#### [Information given]
*** Begin section ***

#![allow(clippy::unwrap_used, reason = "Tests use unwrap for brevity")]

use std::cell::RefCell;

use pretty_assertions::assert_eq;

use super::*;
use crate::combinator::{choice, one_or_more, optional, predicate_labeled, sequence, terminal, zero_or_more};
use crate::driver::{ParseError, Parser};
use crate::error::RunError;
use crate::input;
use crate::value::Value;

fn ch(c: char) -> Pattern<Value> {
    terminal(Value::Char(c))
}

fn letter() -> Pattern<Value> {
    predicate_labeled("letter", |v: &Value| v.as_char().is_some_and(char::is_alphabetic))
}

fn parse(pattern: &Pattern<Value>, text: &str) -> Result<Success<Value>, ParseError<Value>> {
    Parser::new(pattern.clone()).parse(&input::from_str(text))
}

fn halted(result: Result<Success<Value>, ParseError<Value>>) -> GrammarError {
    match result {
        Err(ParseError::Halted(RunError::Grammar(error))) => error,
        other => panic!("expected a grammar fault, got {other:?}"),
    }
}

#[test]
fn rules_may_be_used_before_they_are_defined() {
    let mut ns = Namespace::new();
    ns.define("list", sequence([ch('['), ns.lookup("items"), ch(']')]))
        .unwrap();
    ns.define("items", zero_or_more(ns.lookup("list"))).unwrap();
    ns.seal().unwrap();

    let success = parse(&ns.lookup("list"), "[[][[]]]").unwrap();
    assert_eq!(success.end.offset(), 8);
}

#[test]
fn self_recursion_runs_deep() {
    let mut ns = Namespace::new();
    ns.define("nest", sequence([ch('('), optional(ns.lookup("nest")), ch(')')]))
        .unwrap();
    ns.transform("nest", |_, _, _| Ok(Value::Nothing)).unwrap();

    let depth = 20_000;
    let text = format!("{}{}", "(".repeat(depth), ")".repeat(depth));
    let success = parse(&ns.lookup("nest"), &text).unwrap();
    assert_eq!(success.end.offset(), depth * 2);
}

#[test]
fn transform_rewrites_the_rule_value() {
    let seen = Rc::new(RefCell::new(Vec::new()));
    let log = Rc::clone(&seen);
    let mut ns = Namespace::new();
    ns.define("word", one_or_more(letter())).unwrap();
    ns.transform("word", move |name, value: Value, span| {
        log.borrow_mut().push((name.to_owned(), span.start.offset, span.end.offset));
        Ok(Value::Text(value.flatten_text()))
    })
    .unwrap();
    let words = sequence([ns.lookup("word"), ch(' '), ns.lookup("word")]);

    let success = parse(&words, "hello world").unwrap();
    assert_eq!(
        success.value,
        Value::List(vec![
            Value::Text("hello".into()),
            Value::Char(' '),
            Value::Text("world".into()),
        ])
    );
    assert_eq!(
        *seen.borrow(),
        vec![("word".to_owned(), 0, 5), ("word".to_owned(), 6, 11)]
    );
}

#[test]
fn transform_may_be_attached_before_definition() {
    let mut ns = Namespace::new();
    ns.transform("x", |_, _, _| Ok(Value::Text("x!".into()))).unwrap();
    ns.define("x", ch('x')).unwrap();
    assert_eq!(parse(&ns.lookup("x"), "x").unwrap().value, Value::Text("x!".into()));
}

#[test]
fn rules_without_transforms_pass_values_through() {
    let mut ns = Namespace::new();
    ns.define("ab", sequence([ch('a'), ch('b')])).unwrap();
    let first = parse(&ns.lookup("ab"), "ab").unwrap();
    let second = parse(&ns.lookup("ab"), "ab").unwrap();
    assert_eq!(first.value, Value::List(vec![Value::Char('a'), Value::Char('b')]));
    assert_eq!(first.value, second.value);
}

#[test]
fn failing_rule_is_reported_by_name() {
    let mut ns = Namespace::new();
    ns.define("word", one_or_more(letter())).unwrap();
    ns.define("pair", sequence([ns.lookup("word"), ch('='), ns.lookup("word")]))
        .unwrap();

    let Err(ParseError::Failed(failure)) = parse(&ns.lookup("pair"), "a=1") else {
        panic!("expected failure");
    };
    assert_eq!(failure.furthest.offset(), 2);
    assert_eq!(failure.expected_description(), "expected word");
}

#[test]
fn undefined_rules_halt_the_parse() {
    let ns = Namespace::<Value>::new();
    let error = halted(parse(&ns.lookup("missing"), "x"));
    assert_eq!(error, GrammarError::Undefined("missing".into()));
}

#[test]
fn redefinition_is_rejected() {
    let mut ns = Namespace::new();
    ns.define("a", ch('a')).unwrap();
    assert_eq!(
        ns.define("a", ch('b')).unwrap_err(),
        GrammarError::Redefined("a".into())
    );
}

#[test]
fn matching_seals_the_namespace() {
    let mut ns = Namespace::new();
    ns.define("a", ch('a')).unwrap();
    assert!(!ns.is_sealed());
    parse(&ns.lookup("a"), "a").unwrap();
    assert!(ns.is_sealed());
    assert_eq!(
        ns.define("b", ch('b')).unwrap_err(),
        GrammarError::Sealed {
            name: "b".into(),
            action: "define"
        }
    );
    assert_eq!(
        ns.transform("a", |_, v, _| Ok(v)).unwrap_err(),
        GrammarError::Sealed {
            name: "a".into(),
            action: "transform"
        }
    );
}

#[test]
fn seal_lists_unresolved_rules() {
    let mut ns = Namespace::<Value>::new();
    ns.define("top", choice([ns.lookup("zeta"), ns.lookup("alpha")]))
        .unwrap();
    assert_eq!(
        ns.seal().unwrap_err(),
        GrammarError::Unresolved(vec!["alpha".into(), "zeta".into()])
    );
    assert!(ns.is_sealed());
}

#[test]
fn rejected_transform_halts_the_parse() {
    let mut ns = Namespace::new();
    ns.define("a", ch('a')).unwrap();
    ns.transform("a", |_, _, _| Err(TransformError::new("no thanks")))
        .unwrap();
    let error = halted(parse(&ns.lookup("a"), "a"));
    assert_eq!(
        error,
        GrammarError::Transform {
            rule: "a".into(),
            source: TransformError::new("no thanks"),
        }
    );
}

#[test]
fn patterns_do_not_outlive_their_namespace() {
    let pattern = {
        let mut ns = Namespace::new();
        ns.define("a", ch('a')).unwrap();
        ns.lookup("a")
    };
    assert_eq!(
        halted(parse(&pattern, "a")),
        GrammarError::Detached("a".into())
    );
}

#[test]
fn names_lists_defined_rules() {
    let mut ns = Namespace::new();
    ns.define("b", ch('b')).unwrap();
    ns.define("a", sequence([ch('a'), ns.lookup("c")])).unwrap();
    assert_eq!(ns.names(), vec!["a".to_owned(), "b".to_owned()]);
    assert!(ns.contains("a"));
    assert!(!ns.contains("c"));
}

*** End section ***
*** Begin section ***

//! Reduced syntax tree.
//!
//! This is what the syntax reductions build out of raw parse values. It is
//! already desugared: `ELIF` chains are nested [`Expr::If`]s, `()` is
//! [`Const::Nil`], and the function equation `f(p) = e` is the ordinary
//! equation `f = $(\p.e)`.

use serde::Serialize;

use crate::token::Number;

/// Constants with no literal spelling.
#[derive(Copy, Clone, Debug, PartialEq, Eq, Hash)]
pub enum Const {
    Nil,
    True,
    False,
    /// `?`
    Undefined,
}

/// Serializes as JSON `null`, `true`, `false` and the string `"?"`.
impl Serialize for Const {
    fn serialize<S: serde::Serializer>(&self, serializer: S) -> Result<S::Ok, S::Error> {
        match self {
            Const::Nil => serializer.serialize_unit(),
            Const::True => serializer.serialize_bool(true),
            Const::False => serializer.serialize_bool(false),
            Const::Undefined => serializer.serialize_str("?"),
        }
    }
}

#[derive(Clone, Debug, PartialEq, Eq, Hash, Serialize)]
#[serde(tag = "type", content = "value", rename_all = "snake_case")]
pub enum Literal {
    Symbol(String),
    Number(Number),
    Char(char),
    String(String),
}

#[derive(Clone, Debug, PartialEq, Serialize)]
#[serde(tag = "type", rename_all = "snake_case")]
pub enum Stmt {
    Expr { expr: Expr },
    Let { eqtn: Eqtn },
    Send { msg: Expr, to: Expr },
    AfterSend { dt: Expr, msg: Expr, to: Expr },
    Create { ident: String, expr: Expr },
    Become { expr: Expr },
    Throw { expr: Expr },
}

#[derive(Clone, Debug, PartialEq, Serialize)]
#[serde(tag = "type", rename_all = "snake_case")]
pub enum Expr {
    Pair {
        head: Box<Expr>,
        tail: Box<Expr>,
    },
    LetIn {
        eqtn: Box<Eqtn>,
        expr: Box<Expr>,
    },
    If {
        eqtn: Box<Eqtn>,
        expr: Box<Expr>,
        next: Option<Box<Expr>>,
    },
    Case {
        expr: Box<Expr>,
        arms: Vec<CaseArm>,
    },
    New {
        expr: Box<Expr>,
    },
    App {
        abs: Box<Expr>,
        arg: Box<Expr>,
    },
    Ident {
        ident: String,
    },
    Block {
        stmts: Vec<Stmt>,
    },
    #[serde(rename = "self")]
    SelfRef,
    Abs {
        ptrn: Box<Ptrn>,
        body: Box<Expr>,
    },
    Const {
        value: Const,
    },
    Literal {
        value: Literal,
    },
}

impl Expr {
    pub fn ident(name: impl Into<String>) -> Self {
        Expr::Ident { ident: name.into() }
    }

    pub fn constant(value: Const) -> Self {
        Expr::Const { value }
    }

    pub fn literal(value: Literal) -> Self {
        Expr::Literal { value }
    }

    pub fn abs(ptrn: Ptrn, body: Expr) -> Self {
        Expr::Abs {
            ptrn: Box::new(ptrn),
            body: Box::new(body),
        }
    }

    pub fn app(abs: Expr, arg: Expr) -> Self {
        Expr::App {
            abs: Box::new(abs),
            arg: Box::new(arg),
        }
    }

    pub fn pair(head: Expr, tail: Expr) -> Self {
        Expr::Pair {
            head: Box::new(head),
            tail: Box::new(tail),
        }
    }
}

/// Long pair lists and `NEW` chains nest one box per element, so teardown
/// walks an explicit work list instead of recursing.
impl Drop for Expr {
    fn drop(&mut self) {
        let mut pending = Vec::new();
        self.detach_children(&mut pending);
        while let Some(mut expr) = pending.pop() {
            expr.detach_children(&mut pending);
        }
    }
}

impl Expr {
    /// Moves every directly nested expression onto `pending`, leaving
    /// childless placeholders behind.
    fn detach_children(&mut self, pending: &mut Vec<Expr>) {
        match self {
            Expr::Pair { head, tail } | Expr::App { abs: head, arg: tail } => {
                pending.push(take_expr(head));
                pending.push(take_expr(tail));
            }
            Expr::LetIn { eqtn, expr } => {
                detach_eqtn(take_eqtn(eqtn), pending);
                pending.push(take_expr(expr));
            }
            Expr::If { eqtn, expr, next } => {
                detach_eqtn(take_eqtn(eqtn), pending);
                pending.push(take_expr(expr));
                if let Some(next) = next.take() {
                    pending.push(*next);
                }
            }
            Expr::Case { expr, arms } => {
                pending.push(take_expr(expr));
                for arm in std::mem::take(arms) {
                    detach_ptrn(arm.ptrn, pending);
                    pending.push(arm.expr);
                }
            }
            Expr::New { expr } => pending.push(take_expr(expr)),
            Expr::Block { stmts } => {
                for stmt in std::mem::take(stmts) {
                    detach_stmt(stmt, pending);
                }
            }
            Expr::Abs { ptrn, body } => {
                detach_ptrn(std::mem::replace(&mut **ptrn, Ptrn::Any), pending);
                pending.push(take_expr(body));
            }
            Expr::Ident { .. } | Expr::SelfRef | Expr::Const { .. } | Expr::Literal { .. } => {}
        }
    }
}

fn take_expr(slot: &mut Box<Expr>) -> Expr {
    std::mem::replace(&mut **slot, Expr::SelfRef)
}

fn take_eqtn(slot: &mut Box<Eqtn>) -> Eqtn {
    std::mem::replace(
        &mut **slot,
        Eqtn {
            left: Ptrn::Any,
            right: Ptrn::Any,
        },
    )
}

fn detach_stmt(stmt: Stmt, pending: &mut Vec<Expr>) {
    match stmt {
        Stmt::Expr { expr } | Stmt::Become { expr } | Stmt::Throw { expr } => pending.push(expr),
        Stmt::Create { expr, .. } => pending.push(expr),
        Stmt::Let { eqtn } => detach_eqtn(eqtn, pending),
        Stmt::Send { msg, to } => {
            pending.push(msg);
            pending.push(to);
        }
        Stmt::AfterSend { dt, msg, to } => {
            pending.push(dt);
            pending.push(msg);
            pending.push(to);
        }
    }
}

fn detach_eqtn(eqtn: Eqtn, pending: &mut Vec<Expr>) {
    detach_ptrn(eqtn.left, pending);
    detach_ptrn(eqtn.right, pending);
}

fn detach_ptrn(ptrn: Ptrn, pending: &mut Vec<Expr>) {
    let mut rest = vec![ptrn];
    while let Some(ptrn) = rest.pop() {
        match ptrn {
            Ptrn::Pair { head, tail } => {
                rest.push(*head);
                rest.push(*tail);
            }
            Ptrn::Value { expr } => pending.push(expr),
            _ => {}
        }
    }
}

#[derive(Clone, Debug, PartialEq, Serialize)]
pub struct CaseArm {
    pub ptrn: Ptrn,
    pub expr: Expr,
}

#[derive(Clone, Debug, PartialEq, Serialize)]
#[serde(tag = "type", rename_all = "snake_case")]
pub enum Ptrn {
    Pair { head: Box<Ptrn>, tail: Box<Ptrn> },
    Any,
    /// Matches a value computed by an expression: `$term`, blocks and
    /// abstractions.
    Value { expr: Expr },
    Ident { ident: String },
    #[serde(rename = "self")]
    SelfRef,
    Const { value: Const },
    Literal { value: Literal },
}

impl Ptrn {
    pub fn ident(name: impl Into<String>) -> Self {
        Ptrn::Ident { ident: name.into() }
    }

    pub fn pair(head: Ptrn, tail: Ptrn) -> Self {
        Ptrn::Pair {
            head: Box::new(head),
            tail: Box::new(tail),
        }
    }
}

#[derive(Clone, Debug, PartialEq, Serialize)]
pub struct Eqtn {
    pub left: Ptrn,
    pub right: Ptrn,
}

*** End section ***

#### [Work to complete]
Look through the material above and pick out each line holding the word "input".

#### [Your response]
use crate::input;
    Parser::new(pattern.clone()).parse(&input::from_str(text))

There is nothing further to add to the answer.